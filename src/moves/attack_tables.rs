//! Read-only attack lookups shared by move generation, legality and search.
//!
//! `AttackTables` is built once (the slider part takes a noticeable moment)
//! and then passed by reference or `Arc` wherever attacks are needed. Nothing
//! mutates it after construction, so concurrent readers need no locking.

use log::{info, warn};
use rand::SeedableRng;
use rand_xoshiro::Xoshiro256PlusPlus;

use crate::errors::AttackTableError;
use crate::game_state::bitboard::BitBoard;
use crate::game_state::chess_types::{Piece, PieceKind, Side, Square};
use crate::moves::leaper_attacks::{KING_ATTACKS, KNIGHT_ATTACKS, PAWN_ATTACKS};
use crate::moves::magic::{Slider, SliderTable};

/// Seed for the magic multiplier search. Changing it changes the constants
/// but never the lookups.
const MAGIC_SEED: u64 = 0x6C79_6E78_6D61_6769;

#[derive(Debug, Clone)]
pub struct AttackTables {
    bishop: SliderTable,
    rook: SliderTable,
}

impl AttackTables {
    /// Builds and exhaustively verifies the slider tables.
    pub fn build() -> Result<Self, AttackTableError> {
        let mut rng = Xoshiro256PlusPlus::seed_from_u64(MAGIC_SEED);
        let bishop = SliderTable::build(Slider::Bishop, &mut rng)?;
        let rook = SliderTable::build(Slider::Rook, &mut rng)?;
        bishop.verify()?;
        rook.verify()?;
        info!(
            "attack tables ready: {} bishop slots, {} rook slots",
            bishop.len(),
            rook.len()
        );
        Ok(Self { bishop, rook })
    }

    /// Builds the tables, panicking if verification fails.
    ///
    /// A failed build means the magic construction itself is broken; there is
    /// no meaningful way to continue playing with corrupt attack sets.
    pub fn new() -> Self {
        match Self::build() {
            Ok(tables) => tables,
            Err(err) => panic!("attack table construction defect: {err}"),
        }
    }

    #[inline]
    pub fn pawn_attacks(&self, side: Side, square: Square) -> BitBoard {
        BitBoard(PAWN_ATTACKS[side.index() & 1][square as usize])
    }

    #[inline]
    pub fn knight_attacks(&self, square: Square) -> BitBoard {
        BitBoard(KNIGHT_ATTACKS[square as usize])
    }

    #[inline]
    pub fn king_attacks(&self, square: Square) -> BitBoard {
        BitBoard(KING_ATTACKS[square as usize])
    }

    #[inline]
    pub fn bishop_attacks(&self, square: Square, occupancy: BitBoard) -> BitBoard {
        BitBoard(self.bishop.attacks(square, occupancy.bits()))
    }

    #[inline]
    pub fn rook_attacks(&self, square: Square, occupancy: BitBoard) -> BitBoard {
        BitBoard(self.rook.attacks(square, occupancy.bits()))
    }

    #[inline]
    pub fn queen_attacks(&self, square: Square, occupancy: BitBoard) -> BitBoard {
        self.bishop_attacks(square, occupancy) | self.rook_attacks(square, occupancy)
    }

    /// Attack set of a piece kind from `square`; pawns use `side`'s capture pattern.
    #[inline]
    pub fn piece_attacks(
        &self,
        kind: PieceKind,
        side: Side,
        square: Square,
        occupancy: BitBoard,
    ) -> BitBoard {
        match kind {
            PieceKind::Pawn => self.pawn_attacks(side, square),
            PieceKind::Knight => self.knight_attacks(square),
            PieceKind::Bishop => self.bishop_attacks(square, occupancy),
            PieceKind::Rook => self.rook_attacks(square, occupancy),
            PieceKind::Queen => self.queen_attacks(square, occupancy),
            PieceKind::King => self.king_attacks(square),
        }
    }

    /// Whether any piece of `by_side` attacks `square`.
    ///
    /// `Side::Both` is not a valid attacker set; it logs a warning and answers `false`.
    pub fn is_square_attacked(
        &self,
        square: Square,
        by_side: Side,
        pieces: &[BitBoard; 12],
        occupancy: &[BitBoard; 3],
    ) -> bool {
        if by_side == Side::Both {
            warn!("is_square_attacked called with Side::Both for square {square}");
            return false;
        }

        let both = occupancy[Side::Both.index()];
        let board = |kind: PieceKind| pieces[Piece::new(by_side, kind).index()];

        (self.pawn_attacks(by_side.opposite(), square) & board(PieceKind::Pawn)).any()
            || (self.knight_attacks(square) & board(PieceKind::Knight)).any()
            || (self.bishop_attacks(square, both) & board(PieceKind::Bishop)).any()
            || (self.rook_attacks(square, both) & board(PieceKind::Rook)).any()
            || (self.queen_attacks(square, both) & board(PieceKind::Queen)).any()
            || (self.king_attacks(square) & board(PieceKind::King)).any()
    }

    /// Every piece of either side attacking `square` given `occupied`.
    ///
    /// Used by static exchange evaluation, which removes pieces from
    /// `occupied` as the exchange unfolds to reveal x-ray attackers.
    pub fn attackers_to(
        &self,
        square: Square,
        occupied: BitBoard,
        pieces: &[BitBoard; 12],
    ) -> BitBoard {
        let of = |piece: Piece| pieces[piece.index()];
        let diagonal = of(Piece::WhiteBishop)
            | of(Piece::BlackBishop)
            | of(Piece::WhiteQueen)
            | of(Piece::BlackQueen);
        let straight = of(Piece::WhiteRook)
            | of(Piece::BlackRook)
            | of(Piece::WhiteQueen)
            | of(Piece::BlackQueen);

        ((self.pawn_attacks(Side::Black, square) & of(Piece::WhitePawn))
            | (self.pawn_attacks(Side::White, square) & of(Piece::BlackPawn))
            | (self.knight_attacks(square) & (of(Piece::WhiteKnight) | of(Piece::BlackKnight)))
            | (self.king_attacks(square) & (of(Piece::WhiteKing) | of(Piece::BlackKing)))
            | (self.bishop_attacks(square, occupied) & diagonal)
            | (self.rook_attacks(square, occupied) & straight))
            & occupied
    }
}

impl Default for AttackTables {
    fn default() -> Self {
        Self::new()
    }
}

Task: Throughout the material above, find lines holding the word "with", then copy them.

Your response:
    /// no meaningful way to continue playing with corrupt attack sets.
            warn!("is_square_attacked called with Side::Both for square {square}");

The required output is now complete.